Covelli Laura, Klein Elodie, Gilmer David
Institut de Biologie Moléculaire des Plantes, Laboratoire propre du CNRS (UPR 2357) conventionné avec l'Université Louis Pasteur (Strasbourg 1), 12 rue du général Zimmer, 67084 Strasbourg Cedex, France.
Arch Virol. 2009;154(2):347-51. doi: 10.1007/s00705-008-0306-4. Epub 2009 Jan 11.
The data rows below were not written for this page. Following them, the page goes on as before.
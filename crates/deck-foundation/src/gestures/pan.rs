//! Continuous pan (drag) recognizer.

use deck_ui_graphics::Point;
use smallvec::SmallVec;

use super::{GestureState, RecognizerId};
use crate::gesture_constants::{DRAG_THRESHOLD, MAX_FLING_VELOCITY};
use crate::pointer::{PointerEvent, PointerEventKind, PointerId};
use crate::velocity_tracker::VelocityTracker;

/// Tracks a drag and reports its translation from the press point.
///
/// Only `maximum_touches` pointers are tracked; additional pointers that go
/// down during a gesture are ignored. The deck presentation uses a single
/// touch.
pub struct PanGestureRecognizer {
    id: RecognizerId,
    state: GestureState,
    enabled: bool,
    touch_slop: f32,
    maximum_touches: usize,
    pointers: SmallVec<[PointerId; 2]>,
    press_position: Point,
    last_position: Point,
    translation_origin: Point,
    velocity: VelocityTracker,
}

impl Default for PanGestureRecognizer {
    fn default() -> Self {
        Self::new()
    }
}

impl PanGestureRecognizer {
    pub fn new() -> Self {
        Self {
            id: RecognizerId::next(),
            state: GestureState::Possible,
            enabled: true,
            touch_slop: DRAG_THRESHOLD,
            maximum_touches: 1,
            pointers: SmallVec::new(),
            press_position: Point::ZERO,
            last_position: Point::ZERO,
            translation_origin: Point::ZERO,
            velocity: VelocityTracker::default(),
        }
    }

    pub fn with_touch_slop(mut self, slop: f32) -> Self {
        self.touch_slop = slop.max(0.0);
        self
    }

    pub fn with_maximum_touches(mut self, touches: usize) -> Self {
        self.maximum_touches = touches.max(1);
        self
    }

    pub fn id(&self) -> RecognizerId {
        self.id
    }

    pub fn state(&self) -> GestureState {
        self.state
    }

    pub fn maximum_touches(&self) -> usize {
        self.maximum_touches
    }

    pub fn is_enabled(&self) -> bool {
        self.enabled
    }

    /// Disabling mid-gesture cancels it.
    pub fn set_enabled(&mut self, enabled: bool) {
        self.enabled = enabled;
        if !enabled {
            if self.state.is_active() {
                self.state = GestureState::Cancelled;
            }
            self.pointers.clear();
        }
    }

    /// Translation of the primary pointer since the gesture began.
    pub fn translation(&self) -> Point {
        Point::new(
            self.last_position.x - self.translation_origin.x,
            self.last_position.y - self.translation_origin.y,
        )
    }

    /// Rebase the translation so that it currently reads `translation`.
    pub fn set_translation(&mut self, translation: Point) {
        self.translation_origin = Point::new(
            self.last_position.x - translation.x,
            self.last_position.y - translation.y,
        );
        // Velocity is relative motion; old samples no longer line up.
        self.velocity.reset();
    }

    /// Velocity of the primary pointer in points per second.
    pub fn velocity(&self) -> Point {
        self.velocity.velocity(MAX_FLING_VELOCITY)
    }

    /// Feed an event; returns the new state when one should be delivered to
    /// the recognizer's target.
    pub fn handle(&mut self, event: &PointerEvent) -> Option<GestureState> {
        if !self.enabled {
            return None;
        }
        match event.kind {
            PointerEventKind::Down => {
                if self.pointers.len() >= self.maximum_touches || self.pointers.contains(&event.id) {
                    log::trace!("pan {:?} ignoring extra pointer {}", self.id, event.id);
                    return None;
                }
                if self.pointers.is_empty() {
                    self.state = GestureState::Possible;
                    self.press_position = event.position;
                    self.last_position = event.position;
                    self.translation_origin = event.position;
                    self.velocity.reset();
                    self.velocity.add_position(event.time_ms, event.position);
                }
                self.pointers.push(event.id);
                None
            }
            PointerEventKind::Move => {
                if self.pointers.first() != Some(&event.id) {
                    return None;
                }
                self.last_position = event.position;
                self.velocity.add_position(event.time_ms, event.position);
                match self.state {
                    GestureState::Possible => {
                        let dx = event.position.x - self.press_position.x;
                        let dy = event.position.y - self.press_position.y;
                        if (dx * dx + dy * dy).sqrt() >= self.touch_slop {
                            self.state = GestureState::Began;
                            event.consume();
                            Some(self.state)
                        } else {
                            None
                        }
                    }
                    GestureState::Began | GestureState::Changed => {
                        self.state = GestureState::Changed;
                        event.consume();
                        Some(self.state)
                    }
                    _ => None,
                }
            }
            PointerEventKind::Up | PointerEventKind::Cancel => {
                let index = self.pointers.iter().position(|id| *id == event.id)?;
                self.pointers.remove(index);
                if index != 0 {
                    return None;
                }
                self.pointers.clear();
                let cancelled = event.kind == PointerEventKind::Cancel;
                if self.state.is_active() {
                    self.last_position = event.position;
                    self.velocity.add_position(event.time_ms, event.position);
                    self.state = if cancelled {
                        GestureState::Cancelled
                    } else {
                        GestureState::Ended
                    };
                    event.consume();
                    Some(self.state)
                } else {
                    self.state = GestureState::Failed;
                    None
                }
            }
        }
    }

    /// Return to `Possible`, dropping any tracked pointers.
    pub fn reset(&mut self) {
        self.state = GestureState::Possible;
        self.pointers.clear();
        self.translation_origin = self.last_position;
        self.velocity.reset();
    }
}

impl std::fmt::Debug for PanGestureRecognizer {
    fn fmt(&self, f: &mut std::fmt::Formatter<'_>) -> std::fmt::Result {
        f.debug_struct("PanGestureRecognizer")
            .field("id", &self.id)
            .field("state", &self.state)
            .field("translation", &self.translation())
            .finish()
    }
}

#[cfg(test)]
#[path = "../tests/pan_tests.rs"]
mod tests;
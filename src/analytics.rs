// 📊 Analytics Engine - averages, rankings, risk lists and summaries
//
// Every query is recomputed from the current registries and ledger on each
// call. Nothing is cached, so there is nothing to invalidate after a mutation.
//
// "No data" is `None`: a student without grade entries has no average, is
// never ranked and is never at risk.

use crate::entities::{Professor, Student, Subject};
use crate::ledger::{GradeEntry, MAX_SCORE, MIN_SCORE};
use crate::system::AcademicSystem;
use chrono::Datelike;
use serde::{Deserialize, Serialize};
use std::cmp::Ordering;
use std::collections::BTreeMap;

/// Threshold used for the at-risk count in `SystemSummary`
pub const REFERENCE_RISK_THRESHOLD: f64 = 3.0;

// ============================================================================
// RESULT SHAPES
// ============================================================================

/// (code, average) pair used by rankings, risk lists and best/worst lookups
#[derive(Debug, Clone, PartialEq, Serialize, Deserialize)]
pub struct Standing {
    pub code: String,
    pub average: f64,
}

#[derive(Debug, Clone, PartialEq, Serialize, Deserialize)]
pub struct SystemSummary {
    pub total_students: usize,
    pub total_subjects: usize,
    pub total_professors: usize,
    pub total_grades: usize,

    /// Mean of every score in the ledger (None when the ledger is empty)
    pub overall_mean: Option<f64>,

    /// Students below `REFERENCE_RISK_THRESHOLD`
    pub at_risk_count: usize,

    pub best_student: Option<Standing>,
    pub worst_student: Option<Standing>,
    pub best_subject: Option<Standing>,
    pub worst_subject: Option<Standing>,
}
// 🎓 Student Entity
//
// Identity: code (chosen by the registrar, unique)
// Values: name, program, contact details (replaced wholesale on edit)

use super::{check_email, require_code, require_text, Record};
use crate::error::{EntityKind, Result};
use serde::{Deserialize, Serialize};

#[derive(Debug, Clone, PartialEq, Eq, Serialize, Deserialize)]
pub struct Student {
    /// Identity code - unique within the student registry
    pub code: String,

    /// Display name
    pub name: String,

    /// Program / major the student is enrolled in
    pub program: String,

    #[serde(default)]
    pub email: String,

    #[serde(default)]
    pub phone: String,
}

impl Student {
    pub fn new(
        code: impl Into<String>,
        name: impl Into<String>,
        program: impl Into<String>,
    ) -> Self {
        Student {
            code: code.into(),
            name: name.into(),
            program: program.into(),
            email: String::new(),
            phone: String::new(),
        }
    }

    pub fn with_contact(mut self, email: impl Into<String>, phone: impl Into<String>) -> Self {
        self.email = email.into();
        self.phone = phone.into();
        self
    }

    /// Case-insensitive match against code, name and program
    pub fn matches(&self, query: &str) -> bool {
        let query = query.to_lowercase();
        self.code.to_lowercase().contains(&query)
            || self.name.to_lowercase().contains(&query)
            || self.program.to_lowercase().contains(&query)
    }
}

impl Record for Student {
    const KIND: EntityKind = EntityKind::Student;

    fn code(&self) -> &str {
        &self.code
    }

    fn validate(&self) -> Result<()> {
        require_code(&self.code)?;
        require_text("name", &self.name)?;
        require_text("program", &self.program)?;
        check_email(&self.email)
    }
}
The beet necrotic yellow vein virus (BNYVV) RNA-5-encoded p26 protein is involved in the accentuation of symptoms expression of infected Chenopodium quinoa plants and is capable of transcription activation (TA) in yeast. TA was previously localized within the first 55 residues of the p26 protein. Interestingly, TA did not occur when C-terminally deleted forms of p26 were used. We used a genetic screen in the yeast one-hybrid system to select restored TA from randomly generated mutants. The TA domain was found to be located within the first 17 residues. Alanine replacement of aspartic acids 11, 16, and 17 within the full-length p26 prevented TA but did not impair subcellular localization and the symptom expression.
甜菜坏死黄脉病毒(BNYVV)RNA-5编码的p26蛋白参与加重受感染藜麦植株的症状表达,并且能够在酵母中激活转录(TA)。TA先前定位于p26蛋白的前55个残基内。有趣的是,当使用p26的C端缺失形式时,未发生TA。我们在酵母单杂交系统中进行了遗传筛选,以从随机产生的突变体中选择恢复的TA。发现TA结构域位于前17个残基内。全长p26中第11、16和17位天冬氨酸被丙氨酸取代可阻止TA,但不损害亚细胞定位和症状表达。